The morning broke bright and beautiful, the air being crisp and clear and blue, when, suddenly, and without warning the city seemed to rock on its foundations, accompanied by a rumbling noise that suggested to many the beginning either of an aerial or a naval bombardment, and then came the crash. In a moment, in the twinkling of an eye, the glass in almost every house and store and school and public building in the city was in pieces or in powder on the floor, the sidewalks or the streets: while in the northern section of the city, buildings first collapsed and then broke into a blaze, killing instantly or burning to death some fifteen hundred men, women and children, injuring seriously four thousand and rendering homeless another fifteen thousand. it is estimated that over two hundred will lose one or both eyes as the result of flying missiles and broken glass.

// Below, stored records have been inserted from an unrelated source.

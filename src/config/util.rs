//! Configuration utility functions.

use std::path::{Path, PathBuf};

/// Find config file by searching upward from current directory
///
/// Starts from cwd and walks up parent directories until finding `config_name`
/// Returns the absolute path to the config file if found
///
/// # Example
/// ```text
/// /home/user/app/src/components/  ← cwd
/// /home/user/app/hotrelay.toml    ← found!
/// ```
pub fn find_config_file(config_name: &Path) -> Option<PathBuf> {
    let cwd = std::env::current_dir().ok()?;
    find_config_from(&cwd, config_name)
}

fn find_config_from(start: &Path, config_name: &Path) -> Option<PathBuf> {
    if config_name.is_absolute() {
        return config_name.exists().then(|| config_name.to_path_buf());
    }

    let mut current = start;
    loop {
        let candidate = current.join(config_name);
        if candidate.is_file() {
            return Some(candidate);
        }

        match current.parent() {
            Some(parent) => current = parent,
            None => return None,
        }
    }
}

// ============================================================================
// tests
// ============================================================================
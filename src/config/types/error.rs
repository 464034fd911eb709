//! Configuration errors and collected validation problems.

use super::FieldPath;
use owo_colors::OwoColorize;
use std::fmt;
use std::path::PathBuf;
use thiserror::Error;

#[derive(Debug, Error)]
pub enum ConfigError {
    #[error("cannot read `{}`", .0.display())]
    Io(PathBuf, #[source] std::io::Error),

    #[error("invalid TOML in config file")]
    Toml(#[from] toml::de::Error),

    // No #[from]: the problems are the message, not a source
    #[error("{0}")]
    Diagnostics(ConfigDiagnostics),
}

/// One rejected config value.
#[derive(Debug, Clone)]
pub struct ConfigProblem {
    pub field: FieldPath,
    pub message: String,
    pub hint: Option<String>,
}

impl fmt::Display for ConfigProblem {
    fn fmt(&self, f: &mut fmt::Formatter<'_>) -> fmt::Result {
        write!(f, "{} {}", self.field, self.message)?;
        if let Some(hint) = &self.hint {
            write!(f, " ({} {hint})", "hint:".yellow())?;
        }
        Ok(())
    }
}

/// Every problem found in one validation pass.
///
/// Errors abort loading; hints are printed and loading goes on.
#[derive(Debug, Default)]
pub struct ConfigDiagnostics {
    errors: Vec<ConfigProblem>,
    hints: Vec<(FieldPath, String)>,
}

impl ConfigDiagnostics {
    pub fn new() -> Self {
        Self::default()
    }

    pub fn error(&mut self, field: FieldPath, message: impl Into<String>) {
        self.push(field, message.into(), None);
    }

    pub fn error_with_hint(
        &mut self,
        field: FieldPath,
        message: impl Into<String>,
        hint: impl Into<String>,
    ) {
        self.push(field, message.into(), Some(hint.into()));
    }

    fn push(&mut self, field: FieldPath, message: String, hint: Option<String>) {
        self.errors.push(ConfigProblem {
            field,
            message,
            hint,
        });
    }

    pub fn hint(&mut self, field: FieldPath, message: impl Into<String>) {
        self.hints.push((field, message.into()));
    }

    pub fn print_hints(&self) {
        for (field, message) in &self.hints {
            crate::log!("hint"; "{} {}", field.as_str(), message);
        }
    }

    pub fn has_errors(&self) -> bool {
        !self.errors.is_empty()
    }

    pub fn len(&self) -> usize {
        self.errors.len()
    }

    pub fn is_empty(&self) -> bool {
        self.errors.is_empty()
    }

    pub fn errors(&self) -> &[ConfigProblem] {
        &self.errors
    }

    /// `Err(self)` when any error was collected.
    pub fn into_result(self) -> Result<(), Self> {
        if self.has_errors() { Err(self) } else { Ok(()) }
    }
}

impl fmt::Display for ConfigDiagnostics {
    fn fmt(&self, f: &mut fmt::Formatter<'_>) -> fmt::Result {
        let count = self.errors.len();
        let noun = if count == 1 { "problem" } else { "problems" };
        write!(f, "{} ({count} {noun})", "invalid configuration".red().bold())?;
        for problem in &self.errors {
            write!(f, "\n  - {problem}")?;
        }
        Ok(())
    }
}

impl std::error::Error for ConfigDiagnostics {}

#[cfg(test)]
mod tests {
    use super::*;
    use std::io::{Error, ErrorKind};

    #[test]
    fn test_io_error_names_file() {
        let err = ConfigError::Io(
            PathBuf::from("hotrelay.toml"),
            Error::new(ErrorKind::NotFound, "file not found"),
        );
        assert_eq!(err.to_string(), "cannot read `hotrelay.toml`");
    }

    #[test]
    fn test_diagnostics_collect_all_errors() {
        owo_colors::set_override(false);
        let mut diag = ConfigDiagnostics::new();
        diag.error(FieldPath::new("hmr.path"), "must start with `/`");
        diag.error_with_hint(FieldPath::new("hmr.heartbeat"), "must be positive", "try 10000");
        diag.hint(FieldPath::new("watch.stats"), "not there yet");

        assert_eq!(diag.len(), 2);
        let err = diag.into_result().unwrap_err();
        assert_eq!(
            err.to_string(),
            "invalid configuration (2 problems)\n  \
             - `hmr.path` must start with `/`\n  \
             - `hmr.heartbeat` must be positive (hint: try 10000)"
        );
    }

    #[test]
    fn test_hints_alone_are_ok() {
        let mut diag = ConfigDiagnostics::new();
        diag.hint(FieldPath::new("watch.stats"), "not there yet");
        assert!(diag.into_result().is_ok());
    }
}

This first shock, bad enough in itself was followed by almost an hour of the most sickening suspense, occasioned by a report that other and more terrible explosions were still to follow and an order that everybody get away quickly from their homes out into the street and open spaces, move towards the southern end of the city or to get away from it altogether. This resulted in something approaching a panic that cannot easily be described. When the announcement was made that this danger had passed there began the work of caring for the injured and of seeking for the dead.

The explosion which caused all this wreck and ruin was due to a collision through some seeming misunderstanding of signals between a munition ship, the "MONT BLANC" and a Belgian Relief ship the "IMO".

[handwritten in pencil top right: MG 1 vol 2124 number 45 l]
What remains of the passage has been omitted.